= Zulfiya Atoulloeva =

Soviet poet, writer and journalist (born 1954)

Zulfiya Atoulloeva (Зулфия Атоуллоева), also known under the pen name Zulfiya Atoy (Зулфия Атоӣ), (born 15 June 1954) is a Tajikistani poet and journalist.

Atoulloeva was born in the village of Qalai Aini, Ghonchi District in Sughd province, Tajikistan. She graduated from the Maxim Gorky Literature Institute in Moscow in 1977, at which time she joined the staff of Tojikiston Soveti (and remained there until 1983). In that year she moved to Zanoni Tojikiston, where she worked for two years. In 1985, she became the acting editor of Gozetai Muallimon. She has since held numerous journalistic posts, including being chief editor of the journals Firuza and Guftugu. She became a member of the Communist Party of the Soviet Union in 1982, having joined the Union of Writers of the USSR in 1979. Atoulleva first published her poetry in 1967, when it appeared in Bairaqi Oktiobr; it has since appeared in other publications as well. Her work is primarily lyrical, dealing with such subjects as patriotism, love, family, and happiness. In addition to Tajik, she writes in Persian and Russian, and her work has been translated into Russian, English, French, German, Arabic, Ukrainian, and Kyrgyz, among other languages. For her work, both as a journalist and as a poet, Atoulloeva has received numerous awards during her career, being named both a Distinguished Tajik Journalist and a Distinguished Contributor to Tajik Education and having received the Tajikistan Youth Prize.
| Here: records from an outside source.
//! Client configuration.
//!
//! All fields have defaults matching the BADSEC protocol constants, so the
//! CLI never has to spell them out.

use std::time::Duration;

/// Default attempt budget for BADSEC requests.
pub const DEFAULT_REQUEST_TRIES: u32 = 3;

/// Default deadline for a single BADSEC request.
pub const DEFAULT_REQUEST_TIMEOUT: Duration = Duration::from_secs(5);

/// Tunables for the BADSEC client.
#[derive(Debug, Clone)]
pub struct ClientConfig {
    /// Maximum attempts per request before giving up.
    pub request_tries: u32,

    /// Deadline applied to each individual request. There is no overall
    /// budget across retries, so worst-case latency per request is
    /// `request_tries * request_timeout`.
    pub request_timeout: Duration,
}

impl Default for ClientConfig {
    fn default() -> Self {
        Self {
            request_tries: DEFAULT_REQUEST_TRIES,
            request_timeout: DEFAULT_REQUEST_TIMEOUT,
        }
    }
}
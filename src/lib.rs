//! Client for the BADSEC user-list ("noclist") service.
//!
//! # Data Flow
//! ```text
//! GET {url}/auth
//!     → Badsec-Authentication-Token response header
//!     → checksum(token, "users")
//!     → GET {url}/users with X-Request-Checksum
//!     → newline-delimited user ids
//!     → JSON array on stdout
//! ```
//!
//! # Design Decisions
//! - Both requests retry internally with a fixed attempt budget; the
//!   orchestration in [`run`] never retries
//! - A non-ascii checksum input is a caller error and fails immediately,
//!   unlike network failures which are retried

pub mod client;
pub mod config;
pub mod error;
pub mod resilience;
pub mod security;

pub use client::BadsecClient;
pub use config::ClientConfig;
pub use error::Error;

/// Retrieve the user list from the BADSEC server at `url` and serialize it
/// as a JSON array, preserving order and duplicates.
///
/// The auth request runs first; its token authorizes the user-list request.
/// Each request retries up to `config.request_tries` times before its
/// failure becomes terminal for the whole run.
pub async fn run(url: &str, config: &ClientConfig) -> Result<String, Error> {
    let client = BadsecClient::new(url, config)?;
    let token = client.auth_token().await?;
    let users = client.user_list(&token).await?;
    Ok(serde_json::to_string(&users)?)
}
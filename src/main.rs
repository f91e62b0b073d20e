use trendchain::config::{self, AnalysisConfig};
use trendchain::data::{CandleProvider, CsvMarketData, SignalProvider};
use trendchain::engine::PropagationEngine;
use trendchain::logging::init_logging;
use trendchain::models::{timestamp, AnalysisResult};

fn main() -> Result<(), Box<dyn std::error::Error>> {
    config::load_dotenv();
    init_logging();

    let mut args = std::env::args().skip(1);
    let candles_path = args.next();
    let signals_path = args.next();
    let as_json = args.any(|a| a == "--json");
    let (Some(candles_path), Some(signals_path)) = (candles_path, signals_path) else {
        eprintln!("usage: trendchain <candles.csv> <signals.csv> [--json]");
        std::process::exit(2);
    };

    let source = CsvMarketData::new(&candles_path, &signals_path);
    let candles = source.candles()?;
    let signals = source.signals_by_timeframe()?;

    let result = PropagationEngine::analyze(&signals, &candles, &AnalysisConfig::new());

    if as_json {
        println!("{}", serde_json::to_string_pretty(&result)?);
    } else {
        print_report(&result);
    }
    Ok(())
}

fn print_report(result: &AnalysisResult) {
    println!("Initial indicators: {}", result.initial_indicators.len());
    for indicator in &result.initial_indicators {
        println!(
            "  {} {:+} on {} until {} (open {:.2}, change {:.2}%)",
            timestamp::format(&indicator.datetime),
            indicator.trend_type.value(),
            indicator.timeframe,
            timestamp::format(&indicator.end_datetime),
            indicator.open_price,
            indicator.directional_change_percent,
        );
    }
    println!("Propagations: {}", result.propagations.len());
    for prop in &result.propagations {
        println!(
            "  {} level {} ({} -> {}) {:+} at {} (open {:.2}, change {:.2}%)",
            prop.propagation_id,
            prop.propagation_level,
            prop.higher_freq,
            prop.lower_freq,
            prop.trend_type.value(),
            timestamp::format(&prop.datetime),
            prop.open_price,
            prop.directional_change_percent,
        );
    }
}
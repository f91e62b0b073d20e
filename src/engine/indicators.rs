//! Initial indicator extraction from the fastest timeframe.

use chrono::{DateTime, Utc};

use crate::models::{InitialIndicator, SignalRecord, TrendDirection};
use crate::pricing::PriceLookup;

/// Walk the fastest timeframe's signal sequence and emit one indicator per
/// direction change.
///
/// `signals` must already be sorted ascending by datetime. Neutral rows are
/// skipped entirely: they neither emit nor reset the last seen direction, so
/// a `+1, 0, +1` sequence emits exactly once. The very first non-neutral
/// signal always emits.
pub fn extract_initial_indicators(
    timeframe: &str,
    signals: &[SignalRecord],
    prices: &PriceLookup,
) -> Vec<InitialIndicator> {
    let mut run_starts: Vec<(DateTime<Utc>, TrendDirection)> = Vec::new();
    let mut last_direction: Option<TrendDirection> = None;

    for signal in signals {
        let Some(direction) = signal.direction() else {
            continue;
        };
        if last_direction != Some(direction) {
            run_starts.push((signal.datetime, direction));
        }
        last_direction = Some(direction);
    }

    let last_datetime = signals.last().map(|s| s.datetime);

    run_starts
        .into_iter()
        .map(|(datetime, trend_type)| {
            let end_datetime = end_of_run(signals, datetime, trend_type)
                .or(last_datetime)
                .unwrap_or(datetime);
            let open_price = prices.open_or_zero(datetime.timestamp());
            let end_price = prices.open_or_zero(end_datetime.timestamp());
            let directional_change_percent = if open_price == 0.0 {
                0.0
            } else {
                (end_price - open_price) / open_price * 100.0
            };
            InitialIndicator {
                datetime,
                trend_type,
                timeframe: timeframe.to_string(),
                end_datetime,
                open_price,
                directional_change_percent,
            }
        })
        .collect()
}

/// First signal strictly later than the run start whose value opposes the
/// run's direction. Absence of an opposing signal does not mean absence of
/// an end boundary; the caller falls back to the last signal timestamp.
fn end_of_run(
    signals: &[SignalRecord],
    start: DateTime<Utc>,
    trend_type: TrendDirection,
) -> Option<DateTime<Utc>> {
    let opposing = trend_type.opposite().value();
    signals
        .iter()
        .find(|s| s.datetime > start && s.value == opposing)
        .map(|s| s.datetime)
}
//! Timeframe identifiers and their fastest-to-slowest ordering.
//!
//! Identifiers follow the `{integer}{unit}` pattern with unit in
//! {s, m, h, d, w, mo}. A month converts with a fixed 30-day constant, not
//! calendar-aware.

use std::collections::HashMap;

use tracing::warn;

const SECONDS_PER_MINUTE: i64 = 60;
const SECONDS_PER_HOUR: i64 = 3_600;
const SECONDS_PER_DAY: i64 = 86_400;
const SECONDS_PER_WEEK: i64 = 604_800;
const SECONDS_PER_MONTH: i64 = 2_592_000;

/// Convert a timeframe identifier to its duration in seconds.
///
/// Unrecognized identifiers convert to 0 so they sort first; that is a
/// data-quality defect, not a fatal condition.
pub fn timeframe_seconds(id: &str) -> i64 {
    let digits_end = id
        .find(|c: char| !c.is_ascii_digit())
        .unwrap_or(id.len());
    let Ok(count) = id[..digits_end].parse::<i64>() else {
        return 0;
    };
    let multiplier = match &id[digits_end..] {
        "s" => 1,
        "m" => SECONDS_PER_MINUTE,
        "h" => SECONDS_PER_HOUR,
        "d" => SECONDS_PER_DAY,
        "w" => SECONDS_PER_WEEK,
        "mo" => SECONDS_PER_MONTH,
        _ => 0,
    };
    count * multiplier
}

/// Total order over a set of timeframe identifiers, fastest first.
///
/// Built once per analysis invocation; there is deliberately no process-wide
/// cache so concurrent analyses of different files cannot cross-contaminate.
#[derive(Debug, Clone)]
pub struct TimeframeOrdering {
    ordered: Vec<String>,
    ranks: HashMap<String, usize>,
}

impl TimeframeOrdering {
    /// Sort identifiers ascending by duration. The sort is stable, so ties
    /// keep the caller's relative order.
    pub fn new<I>(ids: I) -> Self
    where
        I: IntoIterator<Item = String>,
    {
        let mut ordered: Vec<String> = ids.into_iter().collect();
        for id in &ordered {
            if timeframe_seconds(id) == 0 {
                warn!(timeframe = %id, "unrecognized timeframe format, ranking first");
            }
        }
        ordered.sort_by_key(|id| timeframe_seconds(id));
        let ranks = ordered
            .iter()
            .enumerate()
            .map(|(rank, id)| (id.clone(), rank))
            .collect();
        Self { ordered, ranks }
    }

    pub fn is_empty(&self) -> bool {
        self.ordered.is_empty()
    }

    pub fn len(&self) -> usize {
        self.ordered.len()
    }

    /// Highest-frequency timeframe, if any.
    pub fn fastest(&self) -> Option<&str> {
        self.ordered.first().map(String::as_str)
    }

    pub fn rank(&self, id: &str) -> Option<usize> {
        self.ranks.get(id).copied()
    }

    /// Iterate identifiers fastest to slowest.
    pub fn iter(&self) -> impl Iterator<Item = &str> {
        self.ordered.iter().map(String::as_str)
    }
}
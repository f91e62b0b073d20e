//! Unit tests for initial indicator extraction

use chrono::{DateTime, Utc};
use trendchain::engine::extract_initial_indicators;
use trendchain::models::{timestamp, Candle, SignalRecord, TrendDirection};
use trendchain::pricing::PriceLookup;

fn dt(s: &str) -> DateTime<Utc> {
    timestamp::parse(s).unwrap()
}

fn sig(datetime: &str, value: i8) -> SignalRecord {
    SignalRecord::new(dt(datetime), value, "1m", "chain")
}

fn prices(entries: &[(&str, f64)]) -> PriceLookup {
    let candles: Vec<Candle> = entries
        .iter()
        .map(|(s, open)| Candle::new(dt(s).timestamp(), *open, *open, *open, *open))
        .collect();
    PriceLookup::from_candles(&candles)
}

#[test]
fn test_first_non_zero_signal_always_emits() {
    let signals = vec![sig("2021-01-01 09:00:00", 1)];
    let indicators = extract_initial_indicators("1m", &signals, &prices(&[]));
    assert_eq!(indicators.len(), 1);
    assert_eq!(indicators[0].trend_type, TrendDirection::Bullish);
    assert_eq!(indicators[0].datetime, dt("2021-01-01 09:00:00"));
    assert_eq!(indicators[0].timeframe, "1m");
}

#[test]
fn test_direction_change_emits_again() {
    let signals = vec![
        sig("2021-01-01 09:00:00", 1),
        sig("2021-01-01 09:01:00", -1),
        sig("2021-01-01 09:02:00", 1),
    ];
    let indicators = extract_initial_indicators("1m", &signals, &prices(&[]));
    assert_eq!(indicators.len(), 3);
    assert_eq!(indicators[1].trend_type, TrendDirection::Bearish);
    assert_eq!(indicators[1].datetime, dt("2021-01-01 09:01:00"));
}

#[test]
fn test_zero_signals_neither_emit_nor_reset() {
    let signals = vec![
        sig("2021-01-01 09:00:00", 1),
        sig("2021-01-01 09:01:00", 0),
        sig("2021-01-01 09:02:00", 1),
    ];
    let indicators = extract_initial_indicators("1m", &signals, &prices(&[]));
    assert_eq!(indicators.len(), 1);
    assert_eq!(indicators[0].datetime, dt("2021-01-01 09:00:00"));
}

#[test]
fn test_end_datetime_from_first_opposing_signal() {
    let signals = vec![
        sig("2021-01-01 09:00:00", 1),
        sig("2021-01-01 09:01:00", 1),
        sig("2021-01-01 09:02:00", -1),
        sig("2021-01-01 09:03:00", -1),
    ];
    let indicators = extract_initial_indicators("1m", &signals, &prices(&[]));
    assert_eq!(indicators.len(), 2);
    assert_eq!(indicators[0].end_datetime, dt("2021-01-01 09:02:00"));
}

#[test]
fn test_end_datetime_falls_back_to_last_signal() {
    let signals = vec![
        sig("2021-01-01 09:00:00", 1),
        sig("2021-01-01 09:05:00", 1),
    ];
    let indicators = extract_initial_indicators("1m", &signals, &prices(&[]));
    assert_eq!(indicators.len(), 1);
    assert_eq!(indicators[0].end_datetime, dt("2021-01-01 09:05:00"));
}

#[test]
fn test_open_price_resolution_and_change_percent() {
    let signals = vec![
        sig("2021-01-01 09:00:00", 1),
        sig("2021-01-01 09:05:00", -1),
    ];
    let lookup = prices(&[
        ("2021-01-01 09:00:00", 100.0),
        ("2021-01-01 09:05:00", 110.0),
    ]);
    let indicators = extract_initial_indicators("1m", &signals, &lookup);
    assert_eq!(indicators[0].open_price, 100.0);
    assert_eq!(indicators[0].end_datetime, dt("2021-01-01 09:05:00"));
    assert!((indicators[0].directional_change_percent - 10.0).abs() < 1e-9);
}

#[test]
fn test_missing_price_defaults_to_zero() {
    let signals = vec![sig("2021-01-01 09:00:00", 1)];
    let indicators = extract_initial_indicators("1m", &signals, &prices(&[]));
    assert_eq!(indicators[0].open_price, 0.0);
    assert_eq!(indicators[0].directional_change_percent, 0.0);
}

#[test]
fn test_neutral_only_sequence_emits_nothing() {
    let signals = vec![
        sig("2021-01-01 09:00:00", 0),
        sig("2021-01-01 09:01:00", 0),
    ];
    let indicators = extract_initial_indicators("1m", &signals, &prices(&[]));
    assert!(indicators.is_empty());
}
She was named a National Poet of Tajikistan in 2010.

==Works==
Taken from
- Ҷиҳоз (1977)
- Дидор (1980)
- Меваи сабр (1982)
- Зочаи хушрўи ман (1984)
- Духтари дарё (1986)
- Ишқи як зан (1992)
- Ситораи ваҳшӣ (in Persian, 1997)
- Ситораи Муштарӣ (1998)
- Зан агар ошиқ шавад (2001)
- Зулфи парешон (in two volumes, 2002)
- Паррандаи баҳорӣ (in Russian, 2004)
- Сояи зулф (2005)
- Девони зулф (2009)

Her work has also been anthologized, beginning in 1973, and she has also edited numerous volumes of verse.